The GiveWell Blog

Are great charities made or born?

This post is more than 14 years old

Among the groups in our “meta-philanthropy” space, one of the big questions is how to create more “high-impact” (also called “blue-chip”) charities: the rare groups that can reliably, demonstrably translate donations into improved lives.

The rough consensus seems to be that we need to fund and support “high-performance organizations”: groups that have “some, but not all” of the qualities of blue-chip charities. The idea is that charities start with a few good qualities and slowly grow into blue-chippers.

(See, for example, parts one and two of Tactical Philanthropy’s discussion from last summer, which argues that “the best thing to do is not study how to [achieve impact] and then set out on that exact path with the exact tools needed according to your theory, but instead to build the most robust [organization] possible.” Also see the most recent draft of the Social Risk Assessment Protocol, which effectively gives twice the weight to a charity’s evaluation and adjustment practices that it gives to the charity’s choice of programs.)

I’ve been rethinking this idea. When I look at the three charities that I consider to be most “blue-chip” (our three highest-ranked charities), I don’t see a path of a “strong organization that eventually figured out what to do and whether it worked. ” Rather, I see organizations that stayed as small as possible – or didn’t exist – until they had strong evidence of impact for their basic approach. They built their choice of programming into their DNA, as much as they could, from day one.

The reigning consensus seems to treat “evidence of impact” as a late (or at least potentially late) step in the development of a nonprofit, but in fact it has been the first step for the strongest nonprofits I know of.

This makes intuitive sense to me as well.

  • Finding “approaches that work” is fundamentally a research challenge, and probably requires a completely different skill set from running an organization well.
  • Once an organization is “up and running,” it may become a very poor environment for a good impact evaluation. To me a good impact evaluation is one that has a real chance of demonstrating failure, and the stakes may simply be too high for an organization that has already built up significant funds, donors, clients, stories, staff, habits, etc.

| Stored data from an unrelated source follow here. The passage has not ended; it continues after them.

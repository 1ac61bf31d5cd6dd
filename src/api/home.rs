use axum::{
    http::{
        header::{COOKIE, SET_COOKIE},
        HeaderMap, HeaderValue,
    },
    response::{Html, IntoResponse, Response},
};

const TEMPLATE: &str = include_str!("home.html");

const NAME_COOKIE: &str = "name";
const DEFAULT_NAME: &str = "Unknown";
const GUEST_COOKIE: &str = "name=Guest; Path=/; Max-Age=60";

/// Serves the home page for any path outside the API.
///
/// Greets the visitor by the `name` cookie. First-time visitors are greeted
/// as "Unknown" and handed a short-lived guest cookie.
pub async fn home_page(headers: HeaderMap) -> Response {
    let cookie = name_cookie(&headers);
    let name = cookie.as_deref().unwrap_or(DEFAULT_NAME);

    let mut response = Html(render(name)).into_response();
    if cookie.is_none() {
        response
            .headers_mut()
            .insert(SET_COOKIE, HeaderValue::from_static(GUEST_COOKIE));
    }
    response
}

fn render(name: &str) -> String {
    TEMPLATE.replace("{name}", &escape_html(name))
}

fn name_cookie(headers: &HeaderMap) -> Option<String> {
    headers
        .get_all(COOKIE)
        .iter()
        .filter_map(|value| value.to_str().ok())
        .flat_map(|value| value.split(';'))
        .filter_map(|pair| pair.trim().split_once('='))
        .find(|(key, _)| *key == NAME_COOKIE)
        .map(|(_, value)| value.to_string())
}

fn escape_html(raw: &str) -> String {
    let mut escaped = String::with_capacity(raw.len());
    for c in raw.chars() {
        match c {
            '&' => escaped.push_str("&amp;"),
            '<' => escaped.push_str("&lt;"),
            '>' => escaped.push_str("&gt;"),
            '"' => escaped.push_str("&quot;"),
            '\'' => escaped.push_str("&#39;"),
            _ => escaped.push(c),
        }
    }
    escaped
}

The truth is that if an organization wants to become “high-impact,” there are already proven approaches for it to choose from; if it wants to investigate an approach that isn’t yet proven, it can (like VillageReach) stay at minimal size and essentially act as a “research project.” For an organization that has chosen to do neither of these things, and has already “scaled up” its program and built up a staff/organization (no matter how well run) … it may be too late.

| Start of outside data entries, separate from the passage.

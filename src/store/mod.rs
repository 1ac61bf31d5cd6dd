//! # Document Store
//!
//! The persistence collaborator the dispatcher talks to. The store is reached
//! only through the [`DocumentStore`] trait, a generic find/insert/update/delete
//! capability over a single collection of JSON documents.
//!
//! ## Structure
//!
//! - [`memory`] - [`MemoryStore`], an actor-backed in-process collection
//! - [`mock`] - [`MockStore`](mock::MockStore), scripted outcomes for tests
//! - [`error`] - [`StoreError`]

pub mod error;
pub mod memory;
pub mod mock;

pub use error::*;
pub use memory::{MemoryStore, StoreActor};

use async_trait::async_trait;
use serde_json::{Map, Value};
use std::cmp::Ordering;

/// A stored document: a JSON object.
pub type Document = Map<String, Value>;

/// The key under which a document's identifier is stored.
pub const ID_FIELD: &str = "_id";

/// Selects the documents an operation applies to.
#[derive(Debug, Clone, PartialEq)]
pub enum Filter {
    /// Every document in the collection.
    All,
    /// Documents whose `field` equals `value`.
    Eq { field: String, value: Value },
}

impl Filter {
    /// Matches the single document with the given identifier.
    pub fn by_id(id: impl Into<String>) -> Self {
        Filter::Eq {
            field: ID_FIELD.to_string(),
            value: Value::String(id.into()),
        }
    }

    pub fn matches(&self, document: &Document) -> bool {
        match self {
            Filter::All => true,
            Filter::Eq { field, value } => document.get(field) == Some(value),
        }
    }
}

#[derive(Debug, Clone, Copy, PartialEq, Eq)]
pub enum SortOrder {
    Ascending,
    Descending,
}

/// Sort key for a `find`.
#[derive(Debug, Clone, PartialEq)]
pub struct Sort {
    pub field: String,
    pub order: SortOrder,
}

impl Sort {
    pub fn descending(field: impl Into<String>) -> Self {
        Self {
            field: field.into(),
            order: SortOrder::Descending,
        }
    }

    /// Orders two documents by this key. Missing fields sort first.
    pub fn compare(&self, a: &Document, b: &Document) -> Ordering {
        let ordering = compare_values(a.get(&self.field), b.get(&self.field));
        match self.order {
            SortOrder::Ascending => ordering,
            SortOrder::Descending => ordering.reverse(),
        }
    }
}

fn compare_values(a: Option<&Value>, b: Option<&Value>) -> Ordering {
    match (a, b) {
        (Some(Value::String(a)), Some(Value::String(b))) => a.cmp(b),
        (Some(Value::Number(a)), Some(Value::Number(b))) => {
            let (a, b) = (a.as_f64().unwrap_or(0.0), b.as_f64().unwrap_or(0.0));
            a.partial_cmp(&b).unwrap_or(Ordering::Equal)
        }
        (None, None) => Ordering::Equal,
        (None, Some(_)) => Ordering::Less,
        (Some(_), None) => Ordering::Greater,
        // Mixed types: fall back to their JSON text so the order is at least total
        (Some(a), Some(b)) => a.to_string().cmp(&b.to_string()),
    }
}

/// Options for [`DocumentStore::find`].
#[derive(Debug, Clone, Default, PartialEq)]
pub struct FindOptions {
    pub sort: Option<Sort>,
    pub limit: Option<usize>,
}

impl FindOptions {
    pub fn sorted(sort: Sort) -> Self {
        Self {
            sort: Some(sort),
            limit: None,
        }
    }
}

/// Counts reported by [`DocumentStore::update`].
#[derive(Debug, Clone, Copy, Default, PartialEq, Eq)]
pub struct UpdateOutcome {
    pub matched: u64,
    pub modified: u64,
}

/// The store capability consumed by the dispatcher.
///
/// Implementations are shared handles: cheap to use from many concurrent
/// tasks, owning any pooling or serialization internally.
#[async_trait]
pub trait DocumentStore: Send + Sync + 'static {
    /// Returns the documents matching `filter`, ordered and limited by `options`.
    async fn find(&self, filter: Filter, options: FindOptions) -> Result<Vec<Document>, StoreError>;

    /// Inserts a document and returns its identifier.
    ///
    /// An identifier is generated unless the document already carries one
    /// under [`ID_FIELD`].
    async fn insert(&self, document: Document) -> Result<String, StoreError>;

    /// Sets the fields of `set` on every document matching `filter`.
    ///
    /// Fields not named in `set` are left untouched.
    async fn update(&self, filter: Filter, set: Document) -> Result<UpdateOutcome, StoreError>;

    /// Removes the first document matching `filter` and returns it.
    async fn delete(&self, filter: Filter) -> Result<Option<Document>, StoreError>;
}
//! Error types for the command dispatcher.

use crate::protocol::ProtocolError;
use crate::store::StoreError;
use thiserror::Error;

/// Everything that turns a command into an error reply.
///
/// The `Display` text of each variant is exactly the `error` string the
/// requester receives.
#[derive(Debug, Clone, Error, PartialEq)]
pub enum DispatchError {
    /// The envelope could not be decoded.
    #[error(transparent)]
    Protocol(#[from] ProtocolError),

    /// The command was valid but no document matched.
    #[error("No items found")]
    NotFound,

    /// The store accepted the insert but returned no usable identifier.
    #[error("Item could not be added")]
    NotAdded,

    /// The store operation itself failed.
    #[error("store failure: {0}")]
    Store(#[from] StoreError),
}
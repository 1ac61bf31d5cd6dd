//! Pure data structures shared by the producer, the dispatcher and the store.

pub mod product;

pub use product::*;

GiveWell focuses on finding blue-chip charities, not on creating them. But for those looking to do the latter, I submit that it may be less effective to start with “high-performance organizations” than to start from scratch.

Comments

  • Ian Turner on June 3, 2010 at 7:40 am said:

    Even VillageReach took a lot of time to study different possible opportunities and programs before settling on vaccination and Cabo Delgado as suitable program and location. The founders have no past experience with or dedication to vaccination, they just saw it as the best opportunity.

  • McKay on June 4, 2010 at 8:06 am said:

    Interesting question and I’m not sure of course there is one clear answer or pathway to great charities. I like your proposal though of starting small and imbedding greatness in the model rather than expecting organisations to change what can be substantial internal style and ways of thinking. Changing culture – whether in non-profit or in classic businesses – is one of the hardest things to do and the bigger you are, the tougher.

    But I do caution one part of your theory. You say that VillageReach:

    appears to have stayed as small as possible until the evidence was there. Its first several years were devoted to a single pilot project, and only after the evaluations of this project were complete did it start to look at scaling up and taking on other engagements

    Which is excellent that it made this transition, but in following their footsteps it is equally important to note the thousands of organisations that start with pilot and research projects and get stuck there. THey never move on, never break out, never become great. The proving the model goes on forever, especially if it was never set as a time-limited phase towards an eventual ambition. So one organisation rising from this pool doesn’t prove a repeatable pathway, if you get the cautionary tale.

    It would be fascinating to understand how they made the jump, whether they started with an embedded ambition and how they knew when the model was proven enough to go big.

  • Holden on June 4, 2010 at 9:08 am said:

    McKay, thanks for the thoughts.

    My understanding is that VillageReach always had a pretty clear timeline for finishing and publishing their pilot project evaluation.

    I’m not sure it’s always a bad thing for an organization to get “stuck in the pilot phase.” What that means to me is that they haven’t yet figured out how to make what they’re doing work (demonstrably) even at a small scale. In such cases, it seems better for them to continue experimenting (or “floundering” depending on your spin) at a small scale rather than at a large scale.